Nova NP02
- Constructor: Nova Proto
- Production: 2021

Technical specifications
- Chassis: Carbon fiber monocoque
- Length: 4,730 mm (186.1 in)
- Width: 1,910 mm (75.3 in)
- Height: 1,070 mm (42.3 in)
- Engine: Ford Coyote 5.0 L; 305.1 cu in (5,000 cc) V8 N/A mid-mounted
- Transmission: Sadev SLR90 6-speed sequential
- Power: 460 hp (466 PS; 343 kW)
- Weight: 890 kg (1,962.1 lb)
- Brakes: AP 6 pistons with 14” rotors
- Tyres: Michelin

Competition history
- Notable entrants: Graff Racing Racing Spirit of Léman
- Debut: 2022 Ultimate Cup Series Navarra round
- First win: 2022 Ultimate Cup Series Hockenheim round
| Races | Wins | Podiums | Poles |
| 21 | 7 | 28 | 6 |

= Nova NP02 =

French Sports Prototype

The Nova NP02 is a sports prototype race car designed and built by French manufacturer Nova Proto.
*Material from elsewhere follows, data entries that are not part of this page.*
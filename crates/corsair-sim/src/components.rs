//! ECS components for the reference arena.
//!
//! Components are plain data structs with no game logic; the engine's
//! systems do the work.

use glam::Vec2;
use serde::{Deserialize, Serialize};

use corsair_core::enums::MissileLockState;

/// Side a ship fights for.
#[derive(Debug, Clone, Copy, PartialEq, Eq, Hash, Serialize, Deserialize)]
pub enum Team {
    Crimson,
    Azure,
}

impl Team {
    pub fn opposes(self, other: Team) -> bool {
        self != other
    }
}

/// Stable ship identifier, independent of entity generation.
#[derive(Debug, Clone, Copy, PartialEq, Eq, Hash, Serialize, Deserialize)]
pub struct ShipId(pub u32);

/// Marker + team for combat ships.
#[derive(Debug, Clone, Copy, Serialize, Deserialize)]
pub struct Ship {
    pub team: Team,
}

/// Planar rigid-body state.
#[derive(Debug, Clone, Copy, Default, Serialize, Deserialize)]
pub struct Body {
    pub position: Vec2,
    pub velocity: Vec2,
    pub heading_deg: f32,
    pub angular_rate_deg: f32,
}

/// Hull and shield pools.
#[derive(Debug, Clone, Copy, Serialize, Deserialize)]
pub struct Hull {
    pub health: f32,
    pub max_health: f32,
    pub shield: f32,
    pub max_shield: f32,
    /// Seconds since the last point of damage, for regen gating.
    pub since_damage_secs: f32,
}

impl Hull {
    pub fn new(max_health: f32, max_shield: f32) -> Self {
        Self {
            health: max_health,
            max_health,
            shield: max_shield,
            max_shield,
            since_damage_secs: f32::MAX,
        }
    }

    pub fn health_frac(&self) -> f32 {
        (self.health / self.max_health).clamp(0.0, 1.0)
    }

    pub fn shield_frac(&self) -> f32 {
        (self.shield / self.max_shield).clamp(0.0, 1.0)
    }

    pub fn alive(&self) -> bool {
        self.health > 0.0
    }

    /// Shield soaks damage first; overflow bleeds into the hull.
    pub fn apply_damage(&mut self, amount: f32) {
        let soaked = amount.min(self.shield);
        self.shield -= soaked;
        self.health = (self.health - (amount - soaked)).max(0.0);
        self.since_damage_secs = 0.0;
    }
}

/// Weapon rig: primary heat plus the secondary seeker state machine.
/// Lock transitions are owned here; agents only read them.
#[derive(Debug, Clone, Copy, Serialize, Deserialize)]
pub struct WeaponRig {
    pub heat: f32,
    pub missile_ammo: u32,
    pub lock: MissileLockState,
    pub lock_progress_secs: f32,
    pub cooldown_secs: f32,
    /// Set when the armament is knocked out entirely.
    pub disabled: bool,
}

impl WeaponRig {
    pub fn new(missile_ammo: u32) -> Self {
        Self {
            heat: 0.0,
            missile_ammo,
            lock: MissileLockState::Idle,
            lock_progress_secs: 0.0,
            cooldown_secs: 0.0,
            disabled: false,
        }
    }

    pub fn armed(&self) -> bool {
        !self.disabled
    }
}

/// Inert obstacle.
#[derive(Debug, Clone, Copy, Serialize, Deserialize)]
pub struct Asteroid {
    pub radius: f32,
}

/// Secondary round in flight, chasing a ship by id.
#[derive(Debug, Clone, Copy, Serialize, Deserialize)]
pub struct Missile {
    pub target_ship: ShipId,
    pub fuel_secs: f32,
}
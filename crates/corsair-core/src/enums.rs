//! Enumeration types used throughout the agent core.

use serde::{Deserialize, Serialize};

/// Behavioral mode of a ship agent.
///
/// Declaration order is load-bearing: the state machine breaks exact
/// utility ties in favor of the earlier variant.
#[derive(Debug, Clone, Copy, Default, PartialEq, Eq, Hash, Serialize, Deserialize)]
pub enum StateKind {
    /// Hold position, no target, minimal activity.
    #[default]
    Idle,
    /// Wander between random points while out of combat.
    Patrol,
    /// Run directly away from the nearest threat.
    Evade,
    /// Close on the enemy and bring weapons to bear.
    Attack,
    /// Circle the enemy at the preferred radius band.
    Orbit,
    /// Retreat while keeping weapons on the enemy.
    Kite,
}

impl StateKind {
    /// All variants in declaration (tie-break) order.
    pub const ALL: [StateKind; 6] = [
        StateKind::Idle,
        StateKind::Patrol,
        StateKind::Evade,
        StateKind::Attack,
        StateKind::Orbit,
        StateKind::Kite,
    ];
}

/// Secondary-weapon lock progression.
///
/// Transitions are owned by the environment's weapon rig; the gunner
/// only reads the current value out of the context.
#[derive(Debug, Clone, Copy, Default, PartialEq, Eq, Serialize, Deserialize)]
pub enum MissileLockState {
    /// No lock attempt in progress.
    #[default]
    Idle,
    /// Seeker is acquiring; dumb-fire only.
    Locking,
    /// Full lock held; a guided shot is available.
    Locked,
    /// Post-launch cooldown; no secondary fire.
    Cooldown,
}
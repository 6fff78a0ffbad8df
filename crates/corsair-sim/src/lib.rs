//! Headless reference arena for CORSAIR agents.
//!
//! Owns a hecs world of ships, asteroids and missiles, adapts it to the
//! core's sensor traits, actuates the commands agents produce, and emits
//! serializable snapshots. Completely headless and deterministic for a
//! given seed, which is what the integration tests rely on.

pub mod arena;
pub mod components;
pub mod engine;
pub mod sensors;
pub mod snapshot;

pub use engine::{ArenaConfig, ArenaEngine};

#[cfg(test)]
mod tests;
//! Small planar geometry helpers shared by the planner and navigator.

use glam::Vec2;

/// Closest point to `p` on the segment `a..b`.
/// Degenerate segments (a == b) return `a`.
pub fn closest_point_on_segment(a: Vec2, b: Vec2, p: Vec2) -> Vec2 {
    let ab = b - a;
    let len_sq = ab.length_squared();
    if len_sq < f32::EPSILON {
        return a;
    }
    let t = ((p - a).dot(ab) / len_sq).clamp(0.0, 1.0);
    a + ab * t
}

/// Squared distance from `p` to the segment `a..b`.
pub fn segment_point_dist_sq(a: Vec2, b: Vec2, p: Vec2) -> f32 {
    (p - closest_point_on_segment(a, b, p)).length_squared()
}

/// Whether the segment `a..b` passes within `radius` of circle center `c`.
pub fn segment_hits_circle(a: Vec2, b: Vec2, c: Vec2, radius: f32) -> bool {
    segment_point_dist_sq(a, b, c) <= radius * radius
}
Nova Proto, founded by Guillem Roux and Camille Gautré Santos, has previously provided maintenance and spare parts for several Norma cars including the M20, M20-F and M20-FC.

The car competes in the Ultimate Cup European Series and the 24H Series. It will also be eligible in a new series, International Sports Cars (ISC).